··· ENTRIES SUPPLIED ···
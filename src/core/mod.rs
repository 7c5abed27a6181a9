pub mod acl;
pub mod catalog;
pub mod config;
pub mod consistency;
pub mod engine;
pub mod error;
pub mod jobs;
pub mod runner;
pub mod schema;
pub mod settings;
pub mod store;
pub mod terminal;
···
◆ INSTRUCTIONS FOR THE TASK: Retype all the material exactly, missing nothing.

◆ SOLUTION BELOW:
filename src/core/mod.rs
repository 7c5abed27a6181a9
pub mod acl;
pub mod catalog;
pub mod config;
pub mod consistency;
pub mod engine;
pub mod error;
pub mod jobs;
pub mod runner;
pub mod schema;
pub mod settings;
pub mod store;
pub mod terminal;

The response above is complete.